Static IP is the whole rub for me, actually; both at home and at work. Alas…er, at least in this context.
And as a professional web dev I totally hear you about heeding user complaints (and how you can’t please everyone
). Naturally, blocking this or that country/continent is definitely a deal-breaker, no matter what else the service might offer. Fwiw, I’ve not (yet!) experienced Megaupload or Sendspace barfing in mid-download, but maybe I’ve just been lucky (or my connectivity is less wonky than for others) — there’s several possible vectors on that count. Re: d/l speed, I’ve never paid too much attention one way or the other, so I’ve no input there.
And nope, aside from my limited view as an end-user I’ve no knowledge about the relative merits about other filesharing services. No, not very helpful, I admit. Sorry, man.
But dude, I very much appreciate your actually making so much effort to discuss this with me (and whoever else reads this thing). Honestly, my intention was not to single out you (or any other music blogger I referred to) for abuse. Rather, my thinking was that if enough end-users complain about the shortcomings of RapidShare, maybe just maybe (ha!) they’ll find some way to improve the experience for us.

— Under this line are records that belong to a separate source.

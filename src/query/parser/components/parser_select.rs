// SELECT Statement Parser Implementation
//
// Clauses are parsed in a fixed order: result list, FROM, WHERE, ORDER BY,
// LIMIT, OFFSET. Only the result list is mandatory.

use crate::query::parser::ast::*;
use crate::query::parser::token::TokenType;

use super::parser_core::{ParseError, ParseResult, Parser};
use super::parser_expressions::{parse_clause_expression, parse_where_clause};

/// Parse a SELECT statement
pub fn parse_select(parser: &mut Parser) -> ParseResult<Statement> {
    // Consume SELECT keyword
    parser.expect_token(TokenType::SELECT)?;

    let result = parse_result_columns(parser)?;
    let from = parse_from_clause(parser)?;
    let where_clause = parse_where_clause(parser)?;
    let order_by = parse_order_by_clause(parser)?;
    let limit = parse_integer_clause(parser, TokenType::LIMIT)?;
    let offset = parse_integer_clause(parser, TokenType::OFFSET)?;

    Ok(Statement::Select(SelectStatement {
        result,
        from,
        where_clause,
        order_by,
        limit,
        offset,
    }))
}

/// Parse the comma separated result list up to FROM or the end of input
fn parse_result_columns(parser: &mut Parser) -> ParseResult<Vec<Expression>> {
    if parser.current_token_is(TokenType::FROM) || parser.current_token_is(TokenType::EOF) {
        return Err(ParseError::EmptyProjection);
    }

    // Every comma must be followed by another expression
    let mut columns = vec![parse_clause_expression(parser)?];
    while parser.current_token_is(TokenType::COMMA) {
        parser.next_token(); // Consume comma
        columns.push(parse_clause_expression(parser)?);
    }

    Ok(columns)
}

/// Parse an optional `FROM <table>` clause
fn parse_from_clause(parser: &mut Parser) -> ParseResult<Option<String>> {
    if !parser.current_token_is(TokenType::FROM) {
        return Ok(None);
    }
    parser.next_token(); // Consume FROM
    parser.parse_identifier().map(Some)
}

/// Parse an optional `ORDER BY <column> [ASC | DESC]` clause
fn parse_order_by_clause(parser: &mut Parser) -> ParseResult<Option<OrderBy>> {
    if !parser.current_token_is(TokenType::ORDER) {
        return Ok(None);
    }
    parser.next_token(); // Consume ORDER
    parser.expect_token(TokenType::BY)?;

    let column = parser.parse_identifier()?;

    let direction = match parser.current_token.token_type {
        TokenType::ASC => {
            parser.next_token();
            OrderDirection::Asc
        }
        TokenType::DESC => {
            parser.next_token();
            OrderDirection::Desc
        }
        _ => OrderDirection::default(),
    };

    Ok(Some(OrderBy { column, direction }))
}

/// Parse an optional `<keyword> <integer>` clause (LIMIT, OFFSET)
fn parse_integer_clause(parser: &mut Parser, keyword: TokenType) -> ParseResult<Option<Expression>> {
    if !parser.current_token_is(keyword) {
        return Ok(None);
    }
    parser.next_token(); // Consume keyword

    let token = parser.expect_token(TokenType::INTEGER)?;
    Ok(Some(Expression::scalar(ScalarType::Integer, token.literal)))
}
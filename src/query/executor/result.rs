// Query Result Implementation
//
// This module defines the error and result types for query execution.

use thiserror::Error;

use crate::catalog::CatalogError;
use crate::query::parser::components::ParseError;

/// Errors that can occur while executing a query or shell command
#[derive(Error, Debug, Clone, PartialEq)]
pub enum QueryError {
    /// Error while parsing the statement
    #[error("Parse error: {0}")]
    Parse(#[from] ParseError),
    /// Error from the catalog
    #[error("{0}")]
    Catalog(#[from] CatalogError),
    /// Statement needs a database but none is in use
    #[error("no database selected")]
    NoDatabaseSelected,
    /// Statement parsed but cannot be executed
    #[error("{0} is not supported")]
    Unsupported(String),
    /// Unknown shell meta-command
    #[error("unknown command: {0}")]
    UnknownCommand(String),
    /// `\use` without a database name
    #[error("database name not specified")]
    DatabaseNotSpecified,
}

/// Result type for query operations
pub type QueryResult<T> = Result<T, QueryError>;
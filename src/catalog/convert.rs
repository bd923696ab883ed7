//! Conversions from parsed column definitions into catalog types.

use crate::query::parser::ast::{ColumnDef, ColumnType, Expression, ScalarType};

use super::column::Column;
use super::error::{CatalogError, CatalogResult};
use super::schema::{DataType, Schema};
use super::value::DataValue;

impl From<ColumnType> for DataType {
    fn from(column_type: ColumnType) -> Self {
        match column_type {
            ColumnType::Integer => DataType::Integer,
            ColumnType::Text => DataType::Text,
            ColumnType::Boolean => DataType::Boolean,
        }
    }
}

/// Convert a scalar literal into a runtime value
pub fn convert_scalar(scalar_type: ScalarType, literal: &str) -> Result<DataValue, String> {
    match scalar_type {
        ScalarType::Null => Ok(DataValue::Null),
        ScalarType::Integer => literal
            .parse::<i64>()
            .map(DataValue::Integer)
            .map_err(|e| format!("{} is not a valid integer: {}", literal, e)),
        ScalarType::Text => Ok(DataValue::Text(literal.to_string())),
        ScalarType::Boolean => Ok(DataValue::Boolean(literal.eq_ignore_ascii_case("true"))),
    }
}

/// Convert a DEFAULT expression into a value of the column's type
fn convert_default(definition: &ColumnDef, data_type: DataType) -> CatalogResult<Option<DataValue>> {
    let Some(expr) = &definition.default else {
        return Ok(None);
    };

    let invalid = |reason: String| CatalogError::InvalidDefault {
        column: definition.name.clone(),
        reason,
    };

    let value = match expr {
        Expression::Scalar {
            scalar_type,
            literal,
        } => convert_scalar(*scalar_type, literal).map_err(invalid)?,
        other => return Err(invalid(format!("{:?} is not a constant", other))),
    };

    match value.data_type() {
        None if !definition.nullable => Err(invalid("column is NOT NULL".to_string())),
        Some(value_type) if value_type != data_type => Err(invalid(format!(
            "expected {} but got {}",
            data_type, value_type
        ))),
        _ => Ok(Some(value)),
    }
}

impl Schema {
    /// Build a schema from parsed column definitions.
    ///
    /// Column names must be unique and exactly one column must be the primary key.
    pub fn from_definitions(definitions: &[ColumnDef]) -> CatalogResult<Schema> {
        let mut schema = Schema::new();

        for definition in definitions {
            if definition.primary_key {
                if let Some(existing) = schema.primary_key() {
                    return Err(CatalogError::MultiplePrimaryKeys(
                        existing.name().to_string(),
                        definition.name.clone(),
                    ));
                }
            }

            let data_type = DataType::from(definition.data_type);
            let default_value = convert_default(definition, data_type)?;

            schema.add_column(Column::new(
                definition.position,
                definition.name.clone(),
                data_type,
                definition.nullable,
                definition.primary_key,
                default_value,
            ))?;
        }

        if schema.primary_key().is_none() {
            return Err(CatalogError::MissingPrimaryKey);
        }

        Ok(schema)
    }
}
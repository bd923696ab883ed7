// Database Module
//
// A named collection of tables.

use std::collections::HashMap;

use super::error::{CatalogError, CatalogResult};
use super::schema::Schema;
use super::table::Table;

/// A database holding tables by name
#[derive(Debug, Clone)]
pub struct Database {
    name: String,
    tables: HashMap<String, Table>,
}

impl Database {
    pub fn new(name: String) -> Self {
        Database {
            name,
            tables: HashMap::new(),
        }
    }

    /// Get the database name
    pub fn name(&self) -> &str {
        &self.name
    }

    /// Create a table with the given schema
    pub fn create_table(&mut self, name: &str, schema: Schema) -> CatalogResult<&Table> {
        if self.tables.contains_key(name) {
            return Err(CatalogError::TableAlreadyExists(name.to_string()));
        }
        let table = self
            .tables
            .entry(name.to_string())
            .or_insert_with(|| Table::new(name.to_string(), schema));
        Ok(table)
    }

    /// Get a table by name
    pub fn get_table(&self, name: &str) -> CatalogResult<&Table> {
        self.tables
            .get(name)
            .ok_or_else(|| CatalogError::TableNotFound(name.to_string()))
    }

    pub fn get_table_mut(&mut self, name: &str) -> CatalogResult<&mut Table> {
        self.tables
            .get_mut(name)
            .ok_or_else(|| CatalogError::TableNotFound(name.to_string()))
    }

    /// Tables sorted by name
    pub fn list_tables(&self) -> Vec<&Table> {
        let mut tables: Vec<&Table> = self.tables.values().collect();
        tables.sort_by(|a, b| a.name().cmp(b.name()));
        tables
    }

    /// Remove a table
    pub fn drop_table(&mut self, name: &str) -> CatalogResult<()> {
        self.tables
            .remove(name)
            .map(|_| ())
            .ok_or_else(|| CatalogError::TableNotFound(name.to_string()))
    }
}
// Expression Parser Implementation
//
// Precedence climbing over binary operators. While an expression is being
// parsed the current token is the last token of the expression seen so far;
// the lookahead token decides whether the expression continues.

use crate::query::parser::ast::*;
use crate::query::parser::precedence::Precedence;
use crate::query::parser::token::TokenType;

use super::parser_core::{token_to_operator, ParseError, ParseResult, Parser, MAX_NESTING_DEPTH};

/// Parse an expression whose operators bind tighter than `precedence`.
///
/// Leaves the parser on the last token of the expression.
pub fn parse_expression(parser: &mut Parser, precedence: Precedence) -> ParseResult<Expression> {
    let mut left_expr = parse_operand(parser)?;

    while !is_expression_terminator(&parser.peek_token.token_type)
        && precedence < parser.peek_precedence()
    {
        parser.next_token(); // Move onto the operator
        left_expr = parse_infix_expression(parser, left_expr)?;
    }

    Ok(left_expr)
}

/// Parse a complete expression and step past its last token
pub fn parse_clause_expression(parser: &mut Parser) -> ParseResult<Expression> {
    let expr = parse_expression(parser, Precedence::Lowest)?;
    parser.next_token();
    Ok(expr)
}

/// Parse an optional `WHERE <expr>` clause
pub fn parse_where_clause(parser: &mut Parser) -> ParseResult<Option<Expression>> {
    if !parser.current_token_is(TokenType::WHERE) {
        return Ok(None);
    }
    parser.next_token(); // Consume WHERE
    parse_clause_expression(parser).map(Some)
}

/// Tokens that end an expression inside a statement clause
fn is_expression_terminator(token_type: &TokenType) -> bool {
    matches!(
        token_type,
        TokenType::COMMA
            | TokenType::SEMICOLON
            | TokenType::EOF
            | TokenType::FROM
            | TokenType::WHERE
    )
}

/// Parse a single operand starting at the current token
fn parse_operand(parser: &mut Parser) -> ParseResult<Expression> {
    let token = parser.current_token.clone();
    match token.token_type {
        TokenType::IDENTIFIER => Ok(Expression::Identifier(token.literal)),
        TokenType::ASTERISK => Ok(Expression::Asterisk),
        TokenType::INTEGER => Ok(Expression::scalar(ScalarType::Integer, token.literal)),
        TokenType::STRING => Ok(Expression::scalar(ScalarType::Text, token.literal)),
        TokenType::TRUE | TokenType::FALSE => {
            Ok(Expression::scalar(ScalarType::Boolean, token.literal))
        }
        TokenType::NULL => Ok(Expression::scalar(ScalarType::Null, token.literal)),
        TokenType::LeftParen => parse_group_expression(parser),
        TokenType::PLUS | TokenType::MINUS => {
            Err(ParseError::UnsupportedUnaryOperator(token.token_type))
        }
        token_type => Err(ParseError::UnexpectedOperand {
            token_type,
            literal: token.literal,
        }),
    }
}

/// Parse `( <expr> )`, leaving the parser on the closing parenthesis
fn parse_group_expression(parser: &mut Parser) -> ParseResult<Expression> {
    if parser.depth >= MAX_NESTING_DEPTH {
        return Err(ParseError::NestingTooDeep(MAX_NESTING_DEPTH));
    }
    parser.next_token(); // Consume (

    parser.depth += 1;
    let expr = parse_expression(parser, Precedence::Lowest);
    parser.depth -= 1;
    let expr = expr?;

    parser.next_token();
    if !parser.current_token_is(TokenType::RightParen) {
        return Err(parser.expected(TokenType::RightParen));
    }

    Ok(expr)
}

/// Fold the operator at the current token into a binary operation
fn parse_infix_expression(parser: &mut Parser, left: Expression) -> ParseResult<Expression> {
    let operator_token = parser.current_token.clone();
    let op = token_to_operator(&operator_token.token_type).ok_or(ParseError::UnexpectedOperand {
        token_type: operator_token.token_type,
        literal: operator_token.literal,
    })?;
    let precedence = parser.current_precedence();

    parser.next_token(); // Consume the operator

    // Equal precedence does not pass the gate, which keeps chains left-associative
    let right = parse_expression(parser, precedence)?;

    Ok(Expression::binary(left, op, right))
}
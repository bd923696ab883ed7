// SQL Lexer Implementation
//
// This module implements a single-pass lexer that tokenizes SQL queries on demand.

use std::iter::Peekable;
use std::str::Chars;

use log::trace;

use super::token::{lookup_identifier, Token, TokenType};

/// SQL Lexer for breaking a query string into tokens
pub struct Lexer<'a> {
    input: Peekable<Chars<'a>>,
    ch: Option<char>,
    finished: bool,
}

impl<'a> Lexer<'a> {
    /// Create a new lexer from a SQL query string
    pub fn new(input: &'a str) -> Self {
        let mut lexer = Lexer {
            input: input.chars().peekable(),
            ch: None,
            finished: false,
        };
        lexer.read_char();
        lexer
    }

    /// Read the next character from the input
    fn read_char(&mut self) -> Option<char> {
        self.ch = self.input.next();
        self.ch
    }

    /// Peek at the next character without advancing
    fn peek_char(&mut self) -> Option<char> {
        self.input.peek().copied()
    }

    fn skip_whitespace(&mut self) {
        while let Some(ch) = self.ch {
            if ch.is_whitespace() {
                self.read_char();
            } else {
                break;
            }
        }
    }

    /// Read a maximal run of letters, digits and underscores
    fn read_identifier(&mut self) -> String {
        let mut identifier = String::new();
        while let Some(ch) = self.ch {
            if is_letter(ch) || ch.is_ascii_digit() {
                identifier.push(ch);
                self.read_char();
            } else {
                break;
            }
        }
        identifier
    }

    /// Read a maximal run of decimal digits
    fn read_number(&mut self) -> String {
        let mut number = String::new();
        while let Some(ch) = self.ch {
            if ch.is_ascii_digit() {
                number.push(ch);
                self.read_char();
            } else {
                break;
            }
        }
        number
    }

    /// Read a quoted text literal. No escapes are recognized; the literal ends
    /// at the next quote. A missing closing quote yields the partial text as `Err`.
    fn read_string(&mut self) -> Result<String, String> {
        let mut string = String::new();

        // Skip opening quote
        self.read_char();

        while let Some(ch) = self.ch {
            self.read_char();
            if ch == '\'' {
                return Ok(string);
            }
            string.push(ch);
        }

        Err(string)
    }

    /// Get the next token from the input.
    ///
    /// Once the input is exhausted every further call returns `EOF`.
    pub fn next_token(&mut self) -> Token {
        self.skip_whitespace();

        let ch = match self.ch {
            Some(ch) => ch,
            None => return Token::eof(),
        };

        let token = match ch {
            ',' => Token::new(TokenType::COMMA, ","),
            ';' => Token::new(TokenType::SEMICOLON, ";"),
            '(' => Token::new(TokenType::LeftParen, "("),
            ')' => Token::new(TokenType::RightParen, ")"),
            '=' => Token::new(TokenType::EQUALS, "="),
            '<' => Token::new(TokenType::LessThan, "<"),
            '>' => Token::new(TokenType::GreaterThan, ">"),
            '+' => Token::new(TokenType::PLUS, "+"),
            '-' => Token::new(TokenType::MINUS, "-"),
            '*' => Token::new(TokenType::ASTERISK, "*"),
            '/' => Token::new(TokenType::SLASH, "/"),
            '!' => {
                if self.peek_char() == Some('=') {
                    self.read_char();
                    Token::new(TokenType::NotEqual, "!=")
                } else {
                    Token::new(TokenType::BANG, "!")
                }
            }
            '\'' => {
                // read_string leaves the cursor past the literal
                return match self.read_string() {
                    Ok(text) => Token::new(TokenType::STRING, text),
                    Err(partial) => Token::new(TokenType::ILLEGAL, format!("'{}", partial)),
                };
            }
            _ if is_letter(ch) => {
                let identifier = self.read_identifier();
                let token_type = lookup_identifier(&identifier);
                return Token::new(token_type, identifier);
            }
            _ if ch.is_ascii_digit() => {
                let number = self.read_number();
                return Token::new(TokenType::INTEGER, number);
            }
            _ => Token::new(TokenType::ILLEGAL, ch.to_string()),
        };

        self.read_char();
        token
    }
}

impl Iterator for Lexer<'_> {
    type Item = Token;

    /// Yields every token up to and including the first `EOF`.
    fn next(&mut self) -> Option<Token> {
        if self.finished {
            return None;
        }
        let token = self.next_token();
        trace!("lexed {}", token);
        if token.token_type == TokenType::EOF {
            self.finished = true;
        }
        Some(token)
    }
}

/// Check if a character can start an identifier
fn is_letter(ch: char) -> bool {
    ch.is_alphabetic() || ch == '_'
}
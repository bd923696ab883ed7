// DML Statement Parser Implementation
//
// This module implements parsing for SQL DML (Data Manipulation Language) statements:
// INSERT, UPDATE, and DELETE

use crate::query::parser::ast::*;
use crate::query::parser::token::TokenType;

use super::parser_core::{ParseResult, Parser};
use super::parser_expressions::{parse_clause_expression, parse_where_clause};

/// Parse an INSERT statement
pub fn parse_insert(parser: &mut Parser) -> ParseResult<Statement> {
    parser.expect_token(TokenType::INSERT)?;
    parser.expect_token(TokenType::INTO)?;

    let table_name = parser.parse_identifier()?;

    // Column list
    parser.expect_token(TokenType::LeftParen)?;
    let mut columns = vec![parser.parse_identifier()?];
    while parser.current_token_is(TokenType::COMMA) {
        parser.next_token(); // Consume comma
        columns.push(parser.parse_identifier()?);
    }
    parser.expect_token(TokenType::RightParen)?;

    parser.expect_token(TokenType::VALUES)?;

    // Value list; its length is not checked against the column list here
    parser.expect_token(TokenType::LeftParen)?;
    let mut values = vec![parse_clause_expression(parser)?];
    while parser.current_token_is(TokenType::COMMA) {
        parser.next_token(); // Consume comma
        values.push(parse_clause_expression(parser)?);
    }
    parser.expect_token(TokenType::RightParen)?;

    Ok(Statement::Insert(InsertStatement {
        table_name,
        columns,
        values,
    }))
}

/// Parse an UPDATE statement
pub fn parse_update(parser: &mut Parser) -> ParseResult<Statement> {
    parser.expect_token(TokenType::UPDATE)?;

    let table_name = parser.parse_identifier()?;

    parser.expect_token(TokenType::SET)?;

    let mut assignments = vec![parse_assignment(parser)?];
    while parser.current_token_is(TokenType::COMMA) {
        parser.next_token(); // Consume comma
        assignments.push(parse_assignment(parser)?);
    }

    let where_clause = parse_where_clause(parser)?;

    Ok(Statement::Update(UpdateStatement {
        table_name,
        assignments,
        where_clause,
    }))
}

/// Parse `<column> = <expr>`
fn parse_assignment(parser: &mut Parser) -> ParseResult<Assignment> {
    let column = parser.parse_identifier()?;
    parser.expect_token(TokenType::EQUALS)?;
    let value = parse_clause_expression(parser)?;

    Ok(Assignment { column, value })
}

/// Parse a DELETE statement
pub fn parse_delete(parser: &mut Parser) -> ParseResult<Statement> {
    parser.expect_token(TokenType::DELETE)?;
    parser.expect_token(TokenType::FROM)?;

    let table_name = parser.parse_identifier()?;
    let where_clause = parse_where_clause(parser)?;

    Ok(Statement::Delete(DeleteStatement {
        table_name,
        where_clause,
    }))
}
// Column Management Module
//
// This module defines the Column type that represents a table column in a schema.

use super::schema::DataType;
use super::value::DataValue;

/// Represents a column in a database table
#[derive(Debug, Clone, PartialEq)]
pub struct Column {
    /// Zero-based ordinal within the table
    position: usize,
    /// Column name
    name: String,
    /// Column data type
    data_type: DataType,
    /// Whether this column can contain NULL values
    nullable: bool,
    /// Whether this column is the primary key
    primary_key: bool,
    /// Default value (if any)
    default_value: Option<DataValue>,
}

impl Column {
    /// Create a new column
    pub fn new(
        position: usize,
        name: String,
        data_type: DataType,
        nullable: bool,
        primary_key: bool,
        default_value: Option<DataValue>,
    ) -> Self {
        Column {
            position,
            name,
            data_type,
            nullable,
            primary_key,
            default_value,
        }
    }

    pub fn position(&self) -> usize {
        self.position
    }

    /// Get the column name
    pub fn name(&self) -> &str {
        &self.name
    }

    /// Get the column data type
    pub fn data_type(&self) -> DataType {
        self.data_type
    }

    /// Check if the column can contain NULL values
    pub fn is_nullable(&self) -> bool {
        self.nullable
    }

    /// Check if the column is the primary key
    pub fn is_primary_key(&self) -> bool {
        self.primary_key
    }

    pub fn default_value(&self) -> Option<&DataValue> {
        self.default_value.as_ref()
    }
}
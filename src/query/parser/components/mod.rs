// SQL Parser Components
//
// This module contains the separate components of the SQL parser.
// Each component handles a specific aspect of SQL parsing.

// Core parser component
pub mod parser_core;
pub mod parser_expressions;
pub mod parser_select;
pub mod parser_ddl;
pub mod parser_dml;

// Re-export frequently used items
pub use parser_core::{parse, Parser, ParseResult, ParseError};
pub use parser_expressions::parse_expression;
pub use parser_select::parse_select;
pub use parser_ddl::{parse_create, parse_drop};
pub use parser_dml::{parse_insert, parse_update, parse_delete};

My praise for the Border Music blog still stands. (And thanks for the Breuker!)
Hi Spencer,
First-time listener, first-time caller. Love the linkage and bloggy stuff. I’m writing about the X-Y-Z Cosmonaut’s blog above–would you believe that he took down all the old posts and left a simple “goodbye?” He now has CosmoBells, which is absolutely wonderful in its own right, but I’m trying to find the Radiophonic lovage above. Did you happen to book the rapidlinks? I can’t find any archive or mirror or rss detritus of the old blog, and this makes me somewhat sad. CosmoBells says “no requests,” so I thought I’d bother you first.
Best wishes, etc.
No Moog
Hi No Moog –
That’s a shame about X-Y-Z Cosmonaut. Sadder still, I’m afraid I do not have any of the actual share links. You could try Googling around for “Radiophonic” and/or the individual titles I listed…but I’m sure you’ve already tried that. If you do BitTorrent, you may find some joy there. (I don’t BT, so have no tips or refers.) Some of the stuff surfaces — however infrequently — at etailers and on the collector market. You might even try Amazon.co.uk and other UK etailers…but watch out for the dollar’s lousy exchange rate.
Terribly sorry I’m no help — but good hunting to you.